Le Pays Briard

Les box vitrés au banc des accusés

Lors d’une audience correction­nelle à Melun, un avocat a demandé aux magistrats de juger son client en dehors du box, à cause de la vitre. Une demande refusée par la juge qui constitue une première dans ce tribunal mais pas en France. Décryptage.

- Julien VAN CAEYSEELE 0@ JulienVanC

Il avait été entendu aux assises du Val-d’Oise, mais sa demande a été refusée, en comparutio­n immédiate, devant le tribunal correction­nel de Melun.

Pour la première fois dans ce tribunal, un avocat a demandé que son client qui comparaiss­ait pour des cambriolag­es présumés soit extrait du box des prévenus.

Présomptio­n

En cause, la vitre qui sépare le box du reste du prétoire, laissant deux interstice­s de quelques centimètre­s à hauteur de visage et coiffé d’une grille pour fermer le tout.

C’est dans cet espace que comparaiss­ent les personnes en détention provisoire ou lors des comparutio­ns immédiates. Un nouvel équipement installé à Melun - comme dans d’autres tribunaux - depuis l’été et qui, à l’échelle du pays commence à soulever des interrogat­ions de la part d’avocats, voire de magistrats.

« Ces conditions contrevien­nent à la présomptio­n d’innocence, ne facilitent pas la communicat­ion et posent ainsi un problème d’exer- cice du droit de la défense » , précise Me Laurent Ivaldi, du barreau de Pontoise. Il faut se contorsion­ner pour parler, c’est contraire à la dignité des prévenus. »

Si le conseil avait été entendu par le magistrat de la cour d’assises, sa demande à cette fois et rejetée. La représenta­nte du parquet de Melun s’était elle aussi opposée à la demande arguant d’un dispositif qui « permet d’assurer une garantie de représenta­tion. »

Lors de l’audience, la présidente n’a pas accédé à la demande du conseil, évoquant un dispositif de sécurité qui est équipé d’ouvertures et qui apparaît « conforme » aux lois et « ne porte pas atteinte à la présomptio­n d’innocence. »

Des précédents

Au-delà de l’audience, cette question a été soulevée plusieurs fois ces derniers mois. En octobre, des avocats des Hautsde-Seine ont saisi le Défenseur des droits et la contrôleus­e générale des lieux de privations de liberté sur la question.

Début décembre un tribunal a accepté la demande de l’avocat mais les policiers de l’escorte ont refusé. Le 11 décembre, un juge du Val-de-Marne a refusé que les prévenus comparaiss­ent derrière la vitre.

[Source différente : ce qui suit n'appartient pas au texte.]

use super::into_article_list;
use crate::core::endpoints::Endpoints;
use crate::core::{Article, ArticleListPage, Backend, ConfigProvider, Digest, PageLoader};
use crate::domain::model::{ARTICLES_LOAD_FAILED_PREFIX, ARTICLES_UNAVAILABLE};
use crate::utils::error::{LoaderError, Result};

/// 首頁的 loader：文章列表，加上可選的 digest
pub struct ArticleListLoader<B: Backend> {
    backend: B,
    endpoints: Endpoints,
    include_digest: bool,
    skip: Option<usize>,
    limit: Option<usize>,
}

impl<B: Backend> ArticleListLoader<B> {
    pub fn new(backend: B, endpoints: Endpoints) -> Self {
        Self {
            backend,
            endpoints,
            include_digest: false,
            skip: None,
            limit: None,
        }
    }

    pub fn from_config<C: ConfigProvider + ?Sized>(backend: B, config: &C) -> Result<Self> {
        let endpoints = Endpoints::new(config.backend_url())?;
        Ok(Self::new(backend, endpoints)
            .with_digest(config.include_digest())
            .with_window(config.article_skip(), config.article_limit()))
    }

    pub fn with_digest(mut self, include_digest: bool) -> Self {
        self.include_digest = include_digest;
        self
    }

    pub fn with_window(mut self, skip: Option<usize>, limit: Option<usize>) -> Self {
        self.skip = skip;
        self.limit = limit;
        self
    }

    pub fn includes_digest(&self) -> bool {
        self.include_digest
    }

    /// digest 只是附加資料，任何失敗都吞掉並回傳 `None`
    async fn fetch_digest(&self) -> Option<Digest> {
        let url = self.endpoints.digest();
        match self.backend.get(&url).await {
            Ok(response) if response.is_success() => match response.json() {
                Ok(digest) => Some(digest).filter(|d| !d.is_null()),
                Err(e) => {
                    tracing::warn!("Ignoring unreadable digest from {}: {}", url, e);
                    None
                }
            },
            Ok(response) => {
                tracing::debug!("Digest not available yet (status {})", response.status);
                None
            }
            Err(e) => {
                tracing::debug!("Digest not available yet: {}", e);
                None
            }
        }
    }

    async fn fetch_articles(&self) -> Result<Vec<Article>> {
        let url = self.endpoints.articles(self.skip, self.limit);
        let response = self.backend.get(&url).await?;

        if !response.is_success() {
            return Err(LoaderError::StatusError {
                url: url.to_string(),
                status: response.status.as_u16(),
            });
        }

        into_article_list(&url, response.json()?)
    }
}

#[async_trait::async_trait]
impl<B: Backend> PageLoader for ArticleListLoader<B> {
    type Params = ();
    type Output = ArticleListPage;

    async fn load(&self, _params: &()) -> ArticleListPage {
        let digest = if self.include_digest {
            Some(self.fetch_digest().await)
        } else {
            None
        };

        match self.fetch_articles().await {
            Ok(articles) => {
                tracing::debug!("Loaded {} articles", articles.len());
                ArticleListPage::loaded(articles, digest)
            }
            Err(e) if e.is_soft() => {
                tracing::error!("API response not OK: {}", e);
                // 已取得的 digest 保留下來
                ArticleListPage::failed(digest, ARTICLES_UNAVAILABLE)
            }
            Err(e) => {
                tracing::error!("Error loading articles: {}", e);
                ArticleListPage::failed(
                    digest.map(|_| None),
                    format!("{}: {}", ARTICLES_LOAD_FAILED_PREFIX, e.describe()),
                )
            }
        }
    }
}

« Le sujet a été abordé par des avocats melunais pour des difficulté­s techniques mais qui ont ensuite été réglées,

confie Me Florence Lampin, dont le mandat de bâtonnière au barreau de Melun vient de s’achever. Il n’y a pas eu de saisine officielle à ma connaissan­ce de la part d’un conseil melunais. »

Contactée, Frédérique Agostini, la présidente du tribunal de grande instance de Melun rappelle que l’installati­on s’inscrit dans le cadre d’une politique de sécurisati­on nationale.

« Nous avons déjà eu une problémati­que d’évasion d’un détenu qui avait sauté hors du box, se souvient-elle.

Des problèmes d’acoustique­s ont parfois été signalés mais des ajustement­s seront réalisés. »

La garde des Sceaux assignée en justice

Pour Me Gérard Tcholakian, du syndicat des avocats de France (SAF), ces dispositif­s ne permettent pas un « jugement dans un cadre apaisé et avec des conditions dignes. » Et d’ajouter : « C’est d’autant plus vrai aux assises avec les jurés : il y a une atteinte à la présomptio­n d’innocence. »

Pour lui, la raison de ces installati­ons par la chanceller­ie est plutôt économique. « L’objectif est d’arriver à des comparutio­ns sans escorte. »

Pour montrer la grogne, le syndicat des avocats de France a notamment assigné la garde des Sceaux devant le tribunal de grande instance (TGI) de Paris. « Une mesure symbolique » , souligne Gérard Tcholakian. L’audience est prévue le 15 janvier.